UT Professor’s New Book Explores the Economic Value of Slaves In American History

UT history professor Daina Ramey Berry has dedicated her professional life to filling in the gaps of American history. Growing up in an African-American family just outside of Sacramento, California, she was quick to notice that her ancestors’ history was often absent from her schoolbooks. But she didn’t have to look far for an education on her roots: Her mother was an academic and activist who had participated in the

1963 March on Washington and her father was an engineering professor who became the second African-American to join UC Davis’ faculty. Since becoming a historian herself, Berry has taken matters into her own hands, writing dozens of articles and two books on gender and slavery in the 19th century.

Her latest book, The Price for Their Pound of Flesh: The Value of the Enslaved, from Womb to Grave, in the Building of a Nation, explores the economic value of slaves during their lives and after death as they were sold to be studied in American medical schools. This comes at the end of a journey that led Berry to archives across the country to study the different ways slaves were valued at auction, in medical records, and in insurance policies. The book is the recipient of the 2018 Hamilton Book Award—UT’s highest literary honor. Berry spoke with the Alcalde about her book and her upcoming projects.

The Price for Their Pound of Flesh took you 10 years to complete. Why?

There were two big challenges. The first was finding the needle in a haystack of information buried in medical records and institutions across the U.S. I had to follow deed books, minutes at faculty meetings, lecture notes, and handbooks at medical schools to find answers. The other challenge was more emotional. There were some times that I would read things that were so disturbing, I couldn’t even write about it. But I couldn’t leave anything out. I had to give myself breaks to write a clean history without sadness or anger.

What kept you motivated?

Trying to understand how enslaved people made sense of being eternal commodities. I realized they did recognize the value of their souls. They acknowledged a separation between their physical bodies and who they were spiritually and intellectually. They knew that their souls couldn’t be touched or traded.

What are readers shocked to learn about the history of slaves in America?

People are often just shocked at the level of commodification of black bodies—the fact that infants were separated from their parents and auctioned when they were a few days or months old, or how the bodies of enslaved people were used to advance the field of medicine even after they were dead. Many of my students say they find it ironic that the very people who were being dehumanized were the same people contributing to this era of medical discovery and education.

In your research, how did you find slaves were valued?
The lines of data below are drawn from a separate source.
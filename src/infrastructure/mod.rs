//! Infrastructure layer - storage adapters, hashing and logging

pub mod logging;
pub mod storage;
pub mod user;
//! MongoDB user repository implementation

use std::sync::Arc;

use async_trait::async_trait;
use chrono::{DateTime, Utc};
use futures::TryStreamExt;
use mongodb::{
    bson::{self, doc, oid::ObjectId, Document},
    error::{ErrorKind, WriteFailure},
    options::{FindOneAndUpdateOptions, FindOptions, IndexOptions, ReturnDocument},
    Collection, Database, IndexModel,
};
use serde::{Deserialize, Serialize};
use tracing::{info, instrument};

use super::password::PasswordHasher;
use super::record::{require_credentials, to_entity};
use crate::domain::user::{QueryField, User, UserInput, UserQuery, UserRepository, PAGE_SIZE};
use crate::domain::RepositoryError;

const COLLECTION: &str = "users";
const DUPLICATE_KEY: i32 = 11000;
const USERNAME_INDEX: &str = "idx_username_unique";
const EMAIL_INDEX: &str = "idx_email_unique";

/// Stored shape of a user in the `users` collection
#[derive(Debug, Clone, PartialEq, Serialize, Deserialize)]
#[serde(rename_all = "camelCase")]
struct UserDocument {
    #[serde(rename = "_id", skip_serializing_if = "Option::is_none")]
    id: Option<ObjectId>,
    username: String,
    password: String,
    #[serde(default, skip_serializing_if = "Option::is_none")]
    first_name: Option<String>,
    #[serde(default, skip_serializing_if = "Option::is_none")]
    last_name: Option<String>,
    // absent rather than null so the sparse unique index ignores it
    #[serde(default, skip_serializing_if = "Option::is_none")]
    email: Option<String>,
    #[serde(default, skip_serializing_if = "Option::is_none")]
    telegram_link: Option<String>,
    #[serde(default, skip_serializing_if = "Option::is_none")]
    preferred_name: Option<String>,
    #[serde(default)]
    is_admin: bool,
    #[serde(default = "default_active")]
    is_active: bool,
    last_login: bson::DateTime,
    date_joined: bson::DateTime,
}

fn default_active() -> bool {
    true
}

impl UserDocument {
    fn into_entity(self) -> Result<User, RepositoryError> {
        to_entity(UserInput {
            id: self.id.map(|id| id.to_hex()),
            username: Some(self.username),
            password: None,
            first_name: self.first_name,
            last_name: self.last_name,
            last_login: from_bson_datetime(self.last_login),
            date_joined: from_bson_datetime(self.date_joined),
            is_admin: Some(self.is_admin),
            is_active: Some(self.is_active),
            telegram_link: self.telegram_link,
            email: self.email,
            preferred_name: self.preferred_name,
        })
    }
}

fn to_bson_datetime(value: DateTime<Utc>) -> bson::DateTime {
    bson::DateTime::from_millis(value.timestamp_millis())
}

fn from_bson_datetime(value: bson::DateTime) -> Option<DateTime<Utc>> {
    DateTime::<Utc>::from_timestamp_millis(value.timestamp_millis())
}

/// MongoDB implementation of UserRepository
///
/// Ids are `ObjectId`s rendered as 24-character hex strings.
#[derive(Debug, Clone)]
pub struct MongoUserRepository {
    collection: Collection<UserDocument>,
    hasher: Arc<dyn PasswordHasher>,
}

impl MongoUserRepository {
    pub fn new(db: &Database, hasher: Arc<dyn PasswordHasher>) -> Self {
        Self {
            collection: db.collection::<UserDocument>(COLLECTION),
            hasher,
        }
    }

    /// Create the unique indexes uniqueness checks rely on
    pub async fn init_indexes(&self) -> Result<(), RepositoryError> {
        let indexes = vec![
            IndexModel::builder()
                .keys(doc! { "username": 1 })
                .options(
                    IndexOptions::builder()
                        .unique(true)
                        .name(USERNAME_INDEX.to_string())
                        .build(),
                )
                .build(),
            IndexModel::builder()
                .keys(doc! { "email": 1 })
                .options(
                    IndexOptions::builder()
                        .unique(true)
                        .sparse(true)
                        .name(EMAIL_INDEX.to_string())
                        .build(),
                )
                .build(),
        ];

        self.collection
            .create_indexes(indexes)
            .await
            .map_err(|e| RepositoryError::server(format!("Failed to create user indexes: {}", e)))?;

        info!("User indexes created successfully");
        Ok(())
    }
}

/// Build the equality filter for a query
///
/// `None` when the criteria cannot match any document (e.g. a malformed ObjectId).
fn filter_for(query: &UserQuery) -> Option<Document> {
    match query.field {
        QueryField::Id => ObjectId::parse_str(&query.criteria)
            .ok()
            .map(|id| doc! { "_id": id }),
        field => {
            let mut filter = Document::new();
            filter.insert(field.as_str(), query.criteria.as_str());
            Some(filter)
        }
    }
}

/// `$set` document holding the present fields of `user`
fn update_document(user: &User, hashed_password: Option<String>) -> Document {
    let mut set = Document::new();

    let strings = [
        ("username", user.username()),
        ("firstName", user.first_name()),
        ("lastName", user.last_name()),
        ("email", user.email()),
        ("telegramLink", user.telegram_link()),
        ("preferredName", user.preferred_name()),
    ];

    for (key, value) in strings {
        if let Some(value) = value {
            set.insert(key, value);
        }
    }

    if let Some(password) = hashed_password {
        set.insert("password", password);
    }

    if let Some(is_admin) = user.admin_flag() {
        set.insert("isAdmin", is_admin);
    }

    if let Some(is_active) = user.active_flag() {
        set.insert("isActive", is_active);
    }

    if let Some(last_login) = user.last_login() {
        set.insert("lastLogin", to_bson_datetime(last_login));
    }

    if let Some(date_joined) = user.date_joined() {
        set.insert("dateJoined", to_bson_datetime(date_joined));
    }

    set
}

/// Message of a duplicate key failure, if `e` is one
fn duplicate_key_message(e: &mongodb::error::Error) -> Option<&str> {
    match e.kind.as_ref() {
        ErrorKind::Write(WriteFailure::WriteError(write_error)) if write_error.code == DUPLICATE_KEY => {
            Some(&write_error.message)
        }
        ErrorKind::Command(command_error) if command_error.code == DUPLICATE_KEY => {
            Some(&command_error.message)
        }
        _ => None,
    }
}

/// Map insert/update failures, naming the field behind a duplicate key
fn write_error(e: mongodb::error::Error, action: &str) -> RepositoryError {
    match duplicate_key_message(&e) {
        Some(message) => RepositoryError::duplicate(duplicate_field(message)),
        None => RepositoryError::server(format!("Failed to {}: {}", action, e)),
    }
}

/// Field guarded by the index named in an E11000 message
///
/// The message also echoes the duplicate value, so only the index name
/// (or the key pattern when no name is present) is inspected.
fn duplicate_field(message: &str) -> &'static str {
    let index = message
        .split("index: ")
        .nth(1)
        .and_then(|rest| rest.split_whitespace().next());

    match index {
        Some(EMAIL_INDEX) => "email",
        Some(_) => "username",
        None if message.contains("dup key: { email:") => "email",
        None => "username",
    }
}

#[async_trait]
impl UserRepository for MongoUserRepository {
    #[instrument(skip(self))]
    async fn exists(&self, query: &UserQuery) -> Result<bool, RepositoryError> {
        let Some(filter) = filter_for(query) else {
            return Ok(false);
        };

        let count = self
            .collection
            .count_documents(filter)
            .await
            .map_err(|e| RepositoryError::server(format!("Failed to check user: {}", e)))?;

        Ok(count > 0)
    }

    #[instrument(skip(self))]
    async fn get_one(&self, query: &UserQuery) -> Result<Option<User>, RepositoryError> {
        let Some(filter) = filter_for(query) else {
            return Ok(None);
        };

        let document = self
            .collection
            .find_one(filter)
            .await
            .map_err(|e| RepositoryError::server(format!("Failed to get user: {}", e)))?;

        document.map(UserDocument::into_entity).transpose()
    }

    #[instrument(skip(self))]
    async fn get_many(&self, query: Option<UserQuery>) -> Result<Vec<User>, RepositoryError> {
        let filter = match query.as_ref() {
            Some(query) => match filter_for(query) {
                Some(filter) => filter,
                None => return Ok(Vec::new()),
            },
            None => doc! {},
        };

        let options = FindOptions::builder().limit(PAGE_SIZE as i64).build();

        let documents: Vec<UserDocument> = self
            .collection
            .find(filter)
            .with_options(options)
            .await
            .map_err(|e| RepositoryError::server(format!("Failed to list users: {}", e)))?
            .try_collect()
            .await
            .map_err(|e| RepositoryError::server(format!("Failed to read users: {}", e)))?;

        documents.into_iter().map(UserDocument::into_entity).collect()
    }

    #[instrument(skip(self, user))]
    async fn create(&self, user: User) -> Result<User, RepositoryError> {
        require_credentials(&user)?;

        let password = self.hasher.hash(user.password().unwrap_or_default())?;

        let now = to_bson_datetime(Utc::now());

        let mut document = UserDocument {
            id: None,
            username: user.username().unwrap_or_default().to_string(),
            password,
            first_name: user.first_name().map(str::to_string),
            last_name: user.last_name().map(str::to_string),
            email: user.email().map(str::to_string),
            telegram_link: user.telegram_link().map(str::to_string),
            preferred_name: user.preferred_name().map(str::to_string),
            is_admin: user.is_admin(),
            is_active: user.is_active(),
            last_login: now,
            date_joined: now,
        };

        let result = self
            .collection
            .insert_one(&document)
            .await
            .map_err(|e| write_error(e, "create user"))?;

        document.id = result.inserted_id.as_object_id();

        info!(user_id = ?document.id, "User created");
        document.into_entity()
    }

    #[instrument(skip(self, user))]
    async fn update(&self, user: User) -> Result<Option<User>, RepositoryError> {
        let Some(id) = user.id().and_then(|id| ObjectId::parse_str(id.as_str()).ok()) else {
            return Ok(None);
        };

        let hashed = user.password().map(|p| self.hasher.hash(p)).transpose()?;
        let set = update_document(&user, hashed);

        if set.is_empty() {
            return self.get_one(&UserQuery::new(QueryField::Id, id.to_hex())).await;
        }

        let options = FindOneAndUpdateOptions::builder()
            .return_document(ReturnDocument::After)
            .build();

        let document = self
            .collection
            .find_one_and_update(doc! { "_id": id }, doc! { "$set": set })
            .with_options(options)
            .await
            .map_err(|e| write_error(e, "update user"))?;

        document.map(UserDocument::into_entity).transpose()
    }

    #[instrument(skip(self))]
    async fn delete(&self, query: &UserQuery) -> Result<bool, RepositoryError> {
        let Some(filter) = filter_for(query) else {
            return Ok(false);
        };

        let result = self
            .collection
            .delete_one(filter)
            .await
            .map_err(|e| RepositoryError::server(format!("Failed to delete user: {}", e)))?;

        Ok(result.deleted_count > 0)
    }
}

#[cfg(test)]
mod tests {
    use super::*;

    fn sample_document() -> UserDocument {
        let now = bson::DateTime::from_millis(1_700_000_000_000);

        UserDocument {
            id: Some(ObjectId::parse_str("65a1f0c2e4b0a1b2c3d4e5f6").unwrap()),
            username: "testUser".to_string(),
            password: "$argon2id$v=19$m=19456,t=3,p=1$c2FsdA$aGFzaA".to_string(),
            first_name: Some("John".to_string()),
            last_name: None,
            email: None,
            telegram_link: None,
            preferred_name: Some("testUser".to_string()),
            is_admin: false,
            is_active: true,
            last_login: now,
            date_joined: now,
        }
    }

    #[test]
    fn test_filter_for_object_id() {
        let filter = filter_for(&UserQuery::new(QueryField::Id, "65a1f0c2e4b0a1b2c3d4e5f6")).unwrap();
        assert!(filter.get_object_id("_id").is_ok());

        assert!(filter_for(&UserQuery::new(QueryField::Id, "invalid_id")).is_none());
        assert!(filter_for(&UserQuery::new(QueryField::Id, "42")).is_none());
    }

    #[test]
    fn test_filter_for_camel_case_field() {
        let filter = filter_for(&UserQuery::new(QueryField::FirstName, "John")).unwrap();
        assert_eq!(filter, doc! { "firstName": "John" });
    }

    #[test]
    fn test_document_into_entity() {
        let user = sample_document().into_entity().unwrap();

        assert_eq!(user.id().map(|id| id.as_str()), Some("65a1f0c2e4b0a1b2c3d4e5f6"));
        assert_eq!(user.username(), Some("testUser"));
        assert!(user.password().is_none());
        assert_eq!(
            user.date_joined().map(|d| d.timestamp_millis()),
            Some(1_700_000_000_000)
        );
    }

    #[test]
    fn test_document_omits_absent_email() {
        let document = bson::to_document(&sample_document()).unwrap();

        assert!(!document.contains_key("email"));
        assert!(document.contains_key("_id"));
        assert!(document.contains_key("preferredName"));
    }

    #[test]
    fn test_update_document_only_present_fields() {
        let user = User::new(UserInput {
            id: Some("65a1f0c2e4b0a1b2c3d4e5f6".to_string()),
            username: Some("newName".to_string()),
            is_admin: Some(true),
            ..Default::default()
        })
        .unwrap();

        let set = update_document(&user, None);

        assert_eq!(set.get_str("username").unwrap(), "newName");
        assert_eq!(set.get_str("preferredName").unwrap(), "newName");
        assert!(set.get_bool("isAdmin").unwrap());
        assert!(!set.contains_key("email"));
        assert!(!set.contains_key("password"));
        assert!(!set.contains_key("isActive"));
    }

    #[test]
    fn test_duplicate_field_reads_index_name() {
        let username = "E11000 duplicate key error collection: user_accounts.users \
                        index: idx_username_unique dup key: { username: \"emailUser\" }";
        let email = "E11000 duplicate key error collection: user_accounts.users \
                     index: idx_email_unique dup key: { email: \"username@example.com\" }";

        assert_eq!(duplicate_field(username), "username");
        assert_eq!(duplicate_field(email), "email");
    }

    #[test]
    fn test_duplicate_field_without_index_name() {
        assert_eq!(duplicate_field("E11000 dup key: { email: \"a@b.co\" }"), "email");
        assert_eq!(duplicate_field("E11000 dup key: { username: \"email\" }"), "username");
    }

    #[test]
    fn test_non_duplicate_write_is_server_error() {
        let io = std::io::Error::new(std::io::ErrorKind::ConnectionRefused, "refused");

        let err = write_error(mongodb::error::Error::from(io), "create user");

        assert!(err.is_server_error());
    }

    #[test]
    fn test_update_document_empty_patch() {
        let user = User::new(UserInput {
            id: Some("65a1f0c2e4b0a1b2c3d4e5f6".to_string()),
            ..Default::default()
        })
        .unwrap();

        assert!(update_document(&user, None).is_empty());
    }
}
I wanted to understand the value of slaves in society. During this time, black lives was so devalued because they weren’t seen as people. They were being poked and prodded and appraised to be sold at different stages of their lives. There are four main ways that I identified slaves being valued. There was the appraisal value of what the estates or plantations thought they were worth that year. There was the market value, or the sale price at auction. There was their soul value—the infinite value of the slaves’ spirits that no one could commodify. And there was their ghost value, or the value of their body once they died.

What makes you passionate about teaching history?

I took my first African-American studies course in college. I didn’t like the professor who taught it, so I wrote him a very respectful letter and would have conversations about the lessons. Those talks helped me realize that history is about interpretation. Depending on your personal experiences and training, two people might read the same document totally differently. I realized if I wanted my children to learn their history, I needed to help write it.

There’s debate over the difference between remembering and honoring historical figures. How do slaves fit into that conversation?

Enslaved people have done so many things for this country, but there are so many names we don’t know. I think we need to start by recognizing these people and understanding what they’ve contributed to the building of our nation. To honor people who have committed treason, but not the people who were actively participating in the growth of our country, it’s hypocritical.

What upcoming projects are you working on right now?

I’m co-authoring a [non-fiction] book with Kali Gross called A Black Women’s History of the United States. We’re trying to write it from the perspectives of unknown figures. We’re hoping that the stories we’re telling in this book are stories of women you’ve never heard of who played a role in our country’s history.

This interview has been edited and condensed.